* Instructions to follow *
Restate the lines word for word, from the one containing "the chain page" through the last line of the entries below, without any other lines.

* Given entries *
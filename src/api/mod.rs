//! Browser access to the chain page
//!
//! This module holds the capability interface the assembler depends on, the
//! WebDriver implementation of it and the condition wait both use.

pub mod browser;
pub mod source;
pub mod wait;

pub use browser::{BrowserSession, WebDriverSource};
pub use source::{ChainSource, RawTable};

* The completed task *
//! Browser access to the chain page
//!
//! This module holds the capability interface the assembler depends on, the
//! WebDriver implementation of it and the condition wait both use.

pub mod browser;
pub mod source;
pub mod wait;

pub use browser::{BrowserSession, WebDriverSource};
pub use source::{ChainSource, RawTable};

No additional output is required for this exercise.